# Is the radio reception on your X250 pants?



## Steamdrivenandy (Jun 18, 2007)

Well I've posted about the problem before and several members suggested it was due to the X250 having the aerial inside the nearside door mirror and some suggested getting an alternative.

The real answer may be a lot simpler.

Yesterday I had a reversing camera and outside shower point fitted by Kurt of Kurt's Mobile Caravan Services http://www.mobilecaravanservices.biz/index.html. He did a superb job at very reasonable cost. I won't repeat all the stuff on his website about his background and experience etc, but if you need any work or servicing done and you're around NY then he's deffo worth a call (I've put him up for the MHF Company Directory).

Any way whilst chatting I mentioned the radio problem and he said he thought it might be a loose aerial lead at the rear of the head unit. Well when he removed the radio the aerial lead wasn't connected and stayed behind under the dashboard. Whether it had been completely or only partially disconnected I can't be sure.

Apparently because of lack of room under the dash Fiat now fit a clip on aerial lead connector which doesn't protrude as much as the old male type connector. Trouble is lots of head units can still only accept the male connector. So. most fitters use a special shortened male connector which clips to the aerial connection. Sounds fine - but - because the male connector is so short the clip doesn't work too well and can often slide off, giving a poor connection or none at all. Result - abysmal radio reception. The answer is - just tape the connector in place at the rear of the head unit and the aerial lead will stay in place and your radio reception will improve dramatically.

I've just tested mine by tuning in Classic FM which has always had poor reception round here, even on a good car radio. I took the van up to Brimham Rocks and the signal was crystal clear all the way until just near Brimham where it faded slightly in the 'shadow' of the hill, but came back crisp again when I turned a corner a few yards on. Infinitely better than before.

So if you have a reception problem give it a try.

Simples

SDA


----------



## GerryD (Sep 20, 2007)

A lot of people think that they have a mirror mounted aerial on an X250. In actual fact, unless your converter specified it in the build then it is not there. It is not a standard fitting as I found out when I got our local Fiat dealer to replace the mirror due to poor reception. He got the new mirror in and then could not fit it as there was no aerial in the old one. A lot of X250's were delivered to the converter with the standard roof aerial still in place. All that happened was that the roof aerial was removed and no aerial in its place.
Unless you fit a new aerial you will have none.
Gerry


----------



## Steamdrivenandy (Jun 18, 2007)

GerryD said:


> Unless you fit a new aerial you will have none.
> Gerry


As I understand Gerry most motorhomes start life as chassis cabs. They have no roof, just the framework of door frames and windscreen frame and the converter fits a pod over the top which can be a small space (low profile) or a large space (overcab bed). There is no point the van maker fitting an aerial on bits of van that are going to have lumps of motorhome bolted on top.

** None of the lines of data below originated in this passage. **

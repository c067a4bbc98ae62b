//! Per-element routing table
//!
//! One function per top-level MODS element family. Plain elements map 1:1
//! to a field; typed and compound elements are encoded; wrapper elements
//! (`originInfo`, `physicalDescription`, ...) fan out to several fields.

use modsrecon_common::compound::{PartDetail, RelatedItem, TypedText};
use modsrecon_common::Field;
use roxmltree::Node;

use super::{attr, child, children, path_text, subject, text, DecodeWarning, DecodedRecord, DEFAULT_ROLE};

pub(super) fn route(element: Node<'_, '_>, out: &mut DecodedRecord) {
    match element.tag_name().name() {
        "titleInfo" => title_info(element, out),
        "name" => contributor(element, out),
        "subject" => subject::route(element, out),
        "abstract" => typed_text(element, Field::Abstract, out),
        "identifier" => typed_text(element, Field::Identifier, out),
        "note" => typed_text(element, Field::Note, out),
        "accessCondition" => out.push(Field::AccessCondition, text(element)),
        "classification" => out.push(Field::Classification, text(element)),
        "genre" => out.push(Field::Genre, text(element)),
        "typeOfResource" => out.push(Field::ResourceType, text(element)),
        "tableOfContents" => out.push(Field::TableOfContents, text(element)),
        "language" => language(element, out),
        "location" => {
            for location in children(element, "physicalLocation") {
                push_non_empty(out, Field::PhysicalLocation, text(location));
            }
        }
        "originInfo" => origin_info(element, out),
        "physicalDescription" => physical_description(element, out),
        "recordInfo" => {
            for origin in children(element, "recordOrigin") {
                push_non_empty(out, Field::RecordOrigin, text(origin));
            }
        }
        "relatedItem" => related_item(element, out),
        "part" => part(element, out),
        other => tracing::trace!(element = other, "No route for element"),
    }
}

fn push_non_empty(out: &mut DecodedRecord, field: Field, value: String) {
    if !value.is_empty() {
        out.push(field, value);
    }
}

fn title_info(element: Node<'_, '_>, out: &mut DecodedRecord) {
    let field = if attr(element, "type") == "alternative" {
        Field::AltTitle
    } else {
        Field::Title
    };
    for title in children(element, "title") {
        push_non_empty(out, field, text(title));
    }
    for part_name in children(element, "partName") {
        push_non_empty(out, Field::TitlePartName, text(part_name));
    }
}

/// `relators:{role}:person:{name}`
fn contributor(element: Node<'_, '_>, out: &mut DecodedRecord) {
    let parts: Vec<String> = children(element, "namePart")
        .map(text)
        .filter(|p| !p.is_empty())
        .collect();
    if parts.is_empty() {
        out.warn(DecodeWarning::EmptyContributor);
        return;
    }

    let role = children(element, "role")
        .flat_map(|role| children(role, "roleTerm"))
        .filter(|term| attr(*term, "type") == "code")
        .map(text)
        .find(|code| !code.is_empty())
        .unwrap_or_else(|| DEFAULT_ROLE.to_string());

    out.push(
        Field::Names,
        format!("relators:{}:person:{}", role, parts.join(", ")),
    );
}

/// Text qualified by `type` and `point`; empty elements stay empty
fn typed_text(element: Node<'_, '_>, field: Field, out: &mut DecodedRecord) {
    let value = text(element);
    if value.is_empty() {
        out.push(field, value);
        return;
    }
    let typed = TypedText::new(value)
        .with_attr0(attr(element, "type"))
        .with_attr1(attr(element, "point"));
    out.push_encoded(field, &typed);
}

fn language(element: Node<'_, '_>, out: &mut DecodedRecord) {
    if let Some(term) = children(element, "languageTerm")
        .map(text)
        .find(|t| !t.is_empty())
    {
        out.push(Field::Language, term);
    }
}

fn origin_info(element: Node<'_, '_>, out: &mut DecodedRecord) {
    for item in element.children().filter(Node::is_element) {
        let name = item.tag_name().name();
        if name == "place" {
            for term in children(item, "placeTerm") {
                push_non_empty(out, Field::Place, text(term));
            }
            continue;
        }

        let value = text(item);
        if value.is_empty() {
            continue;
        }
        match name {
            "dateCaptured" => out.push(Field::DateCaptured, value),
            "dateCreated" => out.push(Field::DateCreated, value),
            "dateIssued" => out.push(Field::DateIssued, value),
            "dateValid" => out.push(Field::DateValid, value),
            "dateOther" => {
                let date = TypedText::new(value)
                    .with_attr0(attr(item, "type"))
                    .with_attr1(attr(item, "point"));
                out.push_encoded(Field::DateOther, &date);
            }
            "edition" => out.push(Field::Edition, value),
            "issuance" => out.push(Field::Issuance, value),
            "publisher" => out.push(
                Field::Names,
                format!("relators:pbl:corporate_body:{}", value),
            ),
            other => tracing::trace!(element = other, "No route for originInfo child"),
        }
    }
}

fn physical_description(element: Node<'_, '_>, out: &mut DecodedRecord) {
    for item in element.children().filter(Node::is_element) {
        let value = text(item);
        if value.is_empty() {
            continue;
        }
        match item.tag_name().name() {
            "extent" => {
                let extent = TypedText::new(value).with_attr0(attr(item, "unit"));
                out.push_encoded(Field::Extent, &extent);
            }
            "form" => out.push(Field::Form, value),
            "internetMediaType" => out.push(Field::InternetMediaType, value),
            "digitalOrigin" => out.push(Field::DigitalOrigin, value),
            "note" => {
                let note = TypedText::new(value).with_attr0(attr(item, "type"));
                out.push_encoded(Field::PhysicalDescription, &note);
            }
            other => tracing::trace!(element = other, "No route for physicalDescription child"),
        }
    }
}

fn related_item(element: Node<'_, '_>, out: &mut DecodedRecord) {
    let item = RelatedItem {
        identifier: child(element, "identifier").map(text).unwrap_or_default(),
        title: path_text(element, &["titleInfo", "title"]),
        number: path_text(element, &["part", "detail", "number"]),
    };
    out.push_encoded(Field::RelatedItem, &item);
}

fn part(element: Node<'_, '_>, out: &mut DecodedRecord) {
    let detail = match child(element, "detail") {
        Some(detail) => PartDetail {
            detail_type: attr(detail, "type").to_string(),
            caption: path_text(detail, &["caption"]),
            number: path_text(detail, &["number"]),
            title: path_text(detail, &["title"]),
        },
        None => PartDetail::default(),
    };
    out.push_encoded(Field::PartDetail, &detail);
}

Sevel offer converters the option of 'no aerial', where they can fit their own in a place of their choosing (Autosleeper seem to opt for this), or a 'door mirror aerial' which does what it says on the box.

There is a school of thought that some converters order option 1 but overlook fitting an aerial, hence poor or no reception. If your converter does this then you really have to worry about what else has been forgotten 8O

In the case of the Adria I know there's a door mirror aerial 'cos I had to replace the indicator repeater lens that's fitted on the mirror casing. Whilst it was removed I spotted the aerial and it's cable wending it's way through the gubbins inside the casing.

SDA


----------



## greenasthegrass (Oct 27, 2007)

Very strange name for your trollies- X250 pants! oh well you deserting Yarkshire so you be getting used to foreign lingo down in deepest Cheshire!

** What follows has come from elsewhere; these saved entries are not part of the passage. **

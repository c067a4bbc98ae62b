//! Configuration loading and resolution
//!
//! Settings are resolved per key in priority order:
//! 1. Command-line argument / environment variable (handled by the binary)
//! 2. TOML config file
//! 3. Compiled default
//!
//! Both upper layers are expressed as a [`TomlConfig`] with every key
//! optional; [`AuditConfig::resolve`] overlays them onto the defaults.

use std::path::{Path, PathBuf};
use std::time::Duration;

use serde::{Deserialize, Serialize};

use crate::mapping::FieldMapping;
use crate::{Error, Result};

pub const DEFAULT_BASE_URL: &str = "https://islandora.dev/islandora/object";
pub const DEFAULT_FORMAT: &str = "mods";
pub const DEFAULT_REGISTRY_PATH: &str = "pids.csv";
pub const DEFAULT_REPORT_PATH: &str = "update.csv";
pub const DEFAULT_WORKERS: usize = 50;
pub const DEFAULT_PLACEHOLDER: &str = ".keep";
pub const DEFAULT_LOG_LEVEL: &str = "info";

/// One configuration layer (TOML file or command line)
#[derive(Debug, Clone, Default, PartialEq, Deserialize, Serialize)]
#[serde(deny_unknown_fields)]
pub struct TomlConfig {
    /// Directory holding one legacy MODS file per object
    pub root_dir: Option<PathBuf>,
    /// Base URL objects are fetched from on the live platform
    pub base_url: Option<String>,
    /// Value of the `_format` query parameter
    pub format: Option<String>,
    /// `nid,pid` registry file
    pub registry_path: Option<PathBuf>,
    /// Report CSV written by the audit
    pub report_path: Option<PathBuf>,
    /// Number of concurrent workers
    pub workers: Option<usize>,
    /// Bound on queued object files (defaults to `workers`)
    pub queue_capacity: Option<usize>,
    /// File name skipped during the directory walk
    pub placeholder: Option<String>,
    /// Resolve node ids missing from the registry against the live platform
    pub resolve_remote: Option<bool>,
    /// Per-request timeout for live fetches; unset means no timeout
    pub request_timeout_secs: Option<u64>,
    /// Report columns to audit (field names or column names)
    pub fields: Option<Vec<String>>,
    #[serde(default)]
    pub logging: LoggingConfig,
}

/// Logging configuration
#[derive(Debug, Clone, Default, PartialEq, Deserialize, Serialize)]
#[serde(deny_unknown_fields)]
pub struct LoggingConfig {
    /// Log level or filter directive (trace, debug, info, warn, error)
    pub level: Option<String>,
}

impl TomlConfig {
    /// Overlay `self` on top of `lower`: keys set here win
    pub fn or(self, lower: TomlConfig) -> TomlConfig {
        TomlConfig {
            root_dir: self.root_dir.or(lower.root_dir),
            base_url: self.base_url.or(lower.base_url),
            format: self.format.or(lower.format),
            registry_path: self.registry_path.or(lower.registry_path),
            report_path: self.report_path.or(lower.report_path),
            workers: self.workers.or(lower.workers),
            queue_capacity: self.queue_capacity.or(lower.queue_capacity),
            placeholder: self.placeholder.or(lower.placeholder),
            resolve_remote: self.resolve_remote.or(lower.resolve_remote),
            request_timeout_secs: self.request_timeout_secs.or(lower.request_timeout_secs),
            fields: self.fields.or(lower.fields),
            logging: LoggingConfig {
                level: self.logging.level.or(lower.logging.level),
            },
        }
    }
}

/// Fully resolved audit configuration
#[derive(Debug, Clone)]
pub struct AuditConfig {
    pub root_dir: PathBuf,
    pub base_url: String,
    pub format: String,
    pub registry_path: PathBuf,
    pub report_path: PathBuf,
    pub workers: usize,
    pub queue_capacity: usize,
    pub placeholder: String,
    pub resolve_remote: bool,
    pub request_timeout: Option<Duration>,
    pub mapping: FieldMapping,
    pub log_level: String,
}

impl AuditConfig {
    /// Defaults for a given root directory
    pub fn for_root(root_dir: impl Into<PathBuf>) -> Self {
        Self {
            root_dir: root_dir.into(),
            base_url: DEFAULT_BASE_URL.to_string(),
            format: DEFAULT_FORMAT.to_string(),
            registry_path: PathBuf::from(DEFAULT_REGISTRY_PATH),
            report_path: PathBuf::from(DEFAULT_REPORT_PATH),
            workers: DEFAULT_WORKERS,
            queue_capacity: DEFAULT_WORKERS,
            placeholder: DEFAULT_PLACEHOLDER.to_string(),
            resolve_remote: false,
            request_timeout: None,
            mapping: FieldMapping::default(),
            log_level: DEFAULT_LOG_LEVEL.to_string(),
        }
    }

    /// Resolve command-line and file layers onto compiled defaults
    pub fn resolve(cli: TomlConfig, file: TomlConfig) -> Result<Self> {
        let merged = cli.or(file);

        let root_dir = merged.root_dir.ok_or_else(|| {
            Error::Config("root directory not set (use --root-dir or DIR)".to_string())
        })?;
        let mut config = Self::for_root(root_dir);

        if let Some(base_url) = merged.base_url {
            config.base_url = base_url.trim_end_matches('/').to_string();
        }
        if let Some(format) = merged.format {
            config.format = format;
        }
        if let Some(path) = merged.registry_path {
            config.registry_path = path;
        }
        if let Some(path) = merged.report_path {
            config.report_path = path;
        }
        if let Some(workers) = merged.workers {
            if workers == 0 {
                return Err(Error::Config("workers must be at least 1".to_string()));
            }
            config.workers = workers;
        }
        config.queue_capacity = match merged.queue_capacity {
            Some(0) => return Err(Error::Config("queue_capacity must be at least 1".to_string())),
            Some(capacity) => capacity,
            None => config.workers,
        };
        if let Some(placeholder) = merged.placeholder {
            config.placeholder = placeholder;
        }
        if let Some(resolve_remote) = merged.resolve_remote {
            config.resolve_remote = resolve_remote;
        }
        config.request_timeout = merged.request_timeout_secs.map(Duration::from_secs);
        if let Some(fields) = merged.fields {
            config.mapping = FieldMapping::select(&fields)
                .map_err(|e| Error::Config(format!("invalid fields: {}", e)))?;
        }
        if let Some(level) = merged.logging.level {
            config.log_level = level;
        }

        Ok(config)
    }
}

/// Default config file location (`~/.config/modsrecon/config.toml` on Linux)
pub fn default_config_path() -> Option<PathBuf> {
    dirs::config_dir().map(|d| d.join("modsrecon").join("config.toml"))
}

/// Parse a TOML config file
pub fn load_toml_config(path: &Path) -> Result<TomlConfig> {
    let content = std::fs::read_to_string(path)
        .map_err(|e| Error::Config(format!("Read {} failed: {}", path.display(), e)))?;
    toml::from_str(&content)
        .map_err(|e| Error::Config(format!("Parse {} failed: {}", path.display(), e)))
}

/// Load the file layer
///
/// An explicitly named file must exist and parse. Without one, the default
/// location is tried and silently skipped when absent.
pub fn load_config_layer(explicit: Option<&Path>) -> Result<TomlConfig> {
    if let Some(path) = explicit {
        return load_toml_config(path);
    }

    match default_config_path() {
        Some(path) if path.exists() => {
            tracing::info!(path = %path.display(), "Using config file");
            load_toml_config(&path)
        }
        _ => Ok(TomlConfig::default()),
    }
}
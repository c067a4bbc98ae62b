//! Common error types for modsrecon

use std::path::PathBuf;
use thiserror::Error;

/// Common result type for modsrecon operations
pub type Result<T> = std::result::Result<T, Error>;

/// Common error types across modsrecon crates
#[derive(Error, Debug)]
pub enum Error {
    /// I/O operation error (wraps std::io::Error)
    #[error("IO error: {0}")]
    Io(#[from] std::io::Error),

    /// CSV read/write error (wraps csv::Error)
    #[error("CSV error: {0}")]
    Csv(#[from] csv::Error),

    /// Configuration loading or validation error
    #[error("Configuration error: {0}")]
    Config(String),

    /// Identifier registry could not be loaded
    #[error("Identifier registry {path}: {reason}")]
    Registry { path: PathBuf, reason: String },

    /// Unknown report column or field name
    #[error("Unknown field: {0}")]
    UnknownField(String),

    /// Invalid user input
    #[error("Invalid input: {0}")]
    InvalidInput(String),
}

My aerial just fell off at the weekend screwed it back on well boy did it was a blue job and it works alot better now - simples!

Greenie :lol:


----------



## Steamdrivenandy (Jun 18, 2007)

greenasthegrass said:


> Very strange name for your trollies- X250 pants! oh well you deserting Yarkshire so you be getting used to foreign lingo down in deepest Cheshire!
> 
> My aerial just fell off at the weekend screwed it back on well boy did it was a blue job and it works alot better now - simples!
> 
> Greenie :lol:


But thine is a Renallt, they're supposed to fall off!!!! 8O :roll: :lol:


----------



## greenasthegrass (Oct 27, 2007)

ooh ohhh wash ya mouth out! Got me wing mirror done today - thank bugger god for that since February not bad going that!

Now just the back light which is constantly fogged up to go! :roll: 

We always find that radios are very temperamental - do they do a DAB one for a cab? If they do no doubt will cost arm and a leg!

Greenie :lol:


----------



## Steamdrivenandy (Jun 18, 2007)

I shall forego the opportunities for ribaldry that 'fogging' presents.

I think I heard a bloke on Radio 4 a few weeks ago say that DAB and car radio's don't mix and whilst it's possible, it's also technically challenging to get them to work right (where have I heard that before)?

Once again Ford seem to have got it just right with the 'big' head unit they fit in the Transit and which they fit in their cars too. With motorhomes you often seem to get whatever cheapo rubbish the dealer can cadge from bankrupt stock sales.

Swift seem to fit decent quality Blaupunkt tackle but lots of converters leave a hole for the dealer to fit something.

SDA


----------



## erneboy (Feb 8, 2007)

Tried the aerial, it was not a great fit at the socket. It is a new aerial recently fitted because reception is carp and gets really bad with the ignition on. Been reading a lot about it and have ordered a suppressor to fit on the power in to the unit, apparently dirty power can cause lots of problems. Will post results here when I fit it, Alan.


----------